САЙТ ГОДЛИТЕРАТУРЫ.РФ ФУНКЦИОНИРУЕТ ПРИ ФИНАНСОВОЙ ПОДДЕРЖКЕ МИНИСТЕРСТВА ЦИФРОВОГО РАЗВИТИЯ.

Ковидиот, ковидл, июбрь...

Как не превратить словотворчество в заемное остроумие

Коллаж на основе обложки аудиокнига 'Ионыч' на 'Литресе' и картинки из яндекс-дзен канала 'M. K. - РАЗНОЕ'
Коллаж на основе обложки аудиокнига 'Ионыч' на 'Литресе' и картинки из яндекс-дзен канала 'M. K. - РАЗНОЕ'

Текcт: Александр Беляев

Один умный человек назвал анекдот «чувством юмора напрокат». Ну действительно, взял ты да пересказал близко к тексту сценку, над которой сам смеялся, и всех рассмешил. И кто ты теперь? Душа компании, да. Ну так отчего бы всё время не быть ею? Ну, правда, анекдоты лучше к месту рассказывать, к тому ж в них может и двусмысленность оказаться… Опасно! Лучше так: всё время подшучивать. Это несложно, надо только выучить фразочки уже готовые, чья юморнутость народом одобрена. Со знаком качества. Проверено временем. Из фильмов, монологов Райкина, романов Ильфа и Петрова. Главное – ничего нового не придумывать. Новые шутки шутит тот, у кого старые плохие.

Скажете: времена такие, юмора требуют. Ну да. Кто-то юморил со злости, как в той песне из 90-х.

У нас юмор уже в речь вшит. Вы давно слышали вне профессиональной среды слово «маркетолог»? Я – нет, только «маркетолух». А я сам, кстати, «филолух» – не имея профильного образования, пытаюсь в соцсети посты про русский язык писать. А сам вместо длинного тире ставлю два дефиса. Лох, чё, учить он нас будит!

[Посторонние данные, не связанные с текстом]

//! Identifier-defining macros.

/// Defines an id minted by the scheduler: `{prefix}_{ulid}`.
///
/// ULIDs sort by creation time, so ids of later cycles compare greater.
///
/// ```ignore
/// define_id!(CycleId, "cyc");
///
/// let cycle = CycleId::new();
/// let same: CycleId = cycle.to_string().parse()?;
/// ```
#[macro_export]
macro_rules! define_id {
    ($name:ident, $prefix:literal) => {
        /// A generated, time-ordered id.
        #[derive(Debug, Clone, Copy, PartialEq, Eq, PartialOrd, Ord, Hash)]
        pub struct $name($crate::Ulid);

        impl $name {
            pub const PREFIX: &'static str = $prefix;

            #[must_use]
            pub fn new() -> Self {
                Self($crate::Ulid::new())
            }

            #[must_use]
            pub const fn as_ulid(&self) -> $crate::Ulid {
                self.0
            }

            pub fn parse(s: &str) -> Result<Self, $crate::IdError> {
                let (prefix, body) = match s.split_once('_') {
                    Some(parts) => parts,
                    None if s.is_empty() => return Err($crate::IdError::Empty),
                    None => return Err($crate::IdError::MissingSeparator),
                };
                if prefix != Self::PREFIX {
                    return Err($crate::IdError::InvalidPrefix {
                        expected: Self::PREFIX,
                        actual: prefix.to_string(),
                    });
                }
                body.parse::<$crate::Ulid>()
                    .map(Self)
                    .map_err(|e| $crate::IdError::InvalidUlid(e.to_string()))
            }
        }

        impl Default for $name {
            fn default() -> Self {
                Self::new()
            }
        }

        impl std::fmt::Display for $name {
            fn fmt(&self, f: &mut std::fmt::Formatter<'_>) -> std::fmt::Result {
                write!(f, "{}_{}", Self::PREFIX, self.0)
            }
        }

        impl std::str::FromStr for $name {
            type Err = $crate::IdError;

            fn from_str(s: &str) -> Result<Self, Self::Err> {
                Self::parse(s)
            }
        }

        impl serde::Serialize for $name {
            fn serialize<S: serde::Serializer>(&self, serializer: S) -> Result<S::Ok, S::Error> {
                serializer.collect_str(self)
            }
        }

        impl<'de> serde::Deserialize<'de> for $name {
            fn deserialize<D: serde::Deserializer<'de>>(deserializer: D) -> Result<Self, D::Error> {
                let s = <std::borrow::Cow<'de, str>>::deserialize(deserializer)?;
                Self::parse(&s).map_err(serde::de::Error::custom)
            }
        }
    };
}

/// Macro to define an externally assigned, opaque name.
///
/// Names are never generated here. The only validation is that the value is
/// non-empty and carries no surrounding whitespace; everything else (ARN
/// shape, length limits) is the owning system's business.
///
/// Names order lexicographically by their string value.
///
/// # Example
///
/// ```ignore
/// define_name!(ClusterId, "cluster id");
///
/// let cluster = ClusterId::parse("arn:aws:ecs:us-east-1:123:cluster/default")?;
/// assert_eq!(cluster.as_str(), "arn:aws:ecs:us-east-1:123:cluster/default");
/// ```
#[macro_export]
macro_rules! define_name {
    ($name:ident, $kind:literal) => {
        /// An opaque name assigned by an external system.
        #[derive(Debug, Clone, PartialEq, Eq, PartialOrd, Ord, Hash)]
        pub struct $name(String);

        impl $name {
            /// Human-readable kind, used in error messages.
            pub const KIND: &'static str = $kind;

            /// Validates and wraps a name.
            pub fn parse(s: impl Into<String>) -> Result<Self, $crate::IdError> {
                let s = s.into();
                if s.is_empty() {
                    return Err($crate::IdError::Empty);
                }
                if s.trim() != s {
                    return Err($crate::IdError::Untrimmed {
                        kind: Self::KIND,
                        actual: s,
                    });
                }
                Ok(Self(s))
            }

            /// Returns the name as a string slice.
            #[must_use]
            pub fn as_str(&self) -> &str {
                &self.0
            }

            /// Consumes the name, returning the owned string.
            #[must_use]
            pub fn into_string(self) -> String {
                self.0
            }
        }

        impl std::fmt::Display for $name {
            fn fmt(&self, f: &mut std::fmt::Formatter<'_>) -> std::fmt::Result {
                f.write_str(&self.0)
            }
        }

        impl std::str::FromStr for $name {
            type Err = $crate::IdError;

            fn from_str(s: &str) -> Result<Self, Self::Err> {
                Self::parse(s)
            }
        }

        impl AsRef<str> for $name {
            fn as_ref(&self) -> &str {
                &self.0
            }
        }

        impl std::borrow::Borrow<str> for $name {
            fn borrow(&self) -> &str {
                &self.0
            }
        }

        impl serde::Serialize for $name {
            fn serialize<S>(&self, serializer: S) -> Result<S::Ok, S::Error>
            where
                S: serde::Serializer,
            {
                serializer.serialize_str(&self.0)
            }
        }

        impl<'de> serde::Deserialize<'de> for $name {
            fn deserialize<D>(deserializer: D) -> Result<Self, D::Error>
            where
                D: serde::Deserializer<'de>,
            {
                let s = String::deserialize(deserializer)?;
                Self::parse(s).map_err(serde::de::Error::custom)
            }
        }
    };
}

Фото: Картинка из твиттера Wątek

Да, возвращаясь к маркетолуху. Из той же серии: водятел. Понятно кто; одно слово – и сразу и профессия, и оценка, и отношение говорящего. Этот приём называется «скорнение». По науке: создание оценочных номинаций. Обзывалок, по-простому если. Да, очень соблазнительная и продуктивная штука.

Из недавнего: «Ковидиот», «ковидл», «июбрь». Тоже объяснять не надо.

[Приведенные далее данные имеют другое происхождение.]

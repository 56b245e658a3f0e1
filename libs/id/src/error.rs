use thiserror::Error;

/// Why a string was not accepted as an identifier.
#[derive(Debug, Error, Clone, PartialEq, Eq)]
pub enum IdError {
    #[error("identifier is empty")]
    Empty,

    /// Names are taken verbatim, so padding is almost always a bug upstream.
    #[error("{kind} has surrounding whitespace: '{actual}'")]
    Untrimmed { kind: &'static str, actual: String },

    #[error("expected '{expected}_' prefix, found '{actual}'")]
    InvalidPrefix {
        expected: &'static str,
        actual: String,
    },

    #[error("generated id has no '_' separator")]
    MissingSeparator,

    #[error("malformed ULID: {0}")]
    InvalidUlid(String),
}

impl IdError {
    pub fn is_empty(&self) -> bool {
        matches!(self, Self::Empty)
    }
}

Из более раннего: хреновация, прихватизация, толераст/толерастия. Совсем уж классика: гитараст (привет, толераст!), православнутый, журнолизд, поцреот… Два корня сливаются или к привычному корню приделывается нехарактерный суффикс – и вот, здравствуйте пожалуйста, новое яркое слово, отражающее отношение говорящего. Хороший приём. Как все сильные средства, требует точной дозировки. Но такое чувство, что современный русский язык просто заражён этим скорнением. Ни слова в простоте! Все вдруг стали эдаким друг-Аркадием, который хочет говорить красиво.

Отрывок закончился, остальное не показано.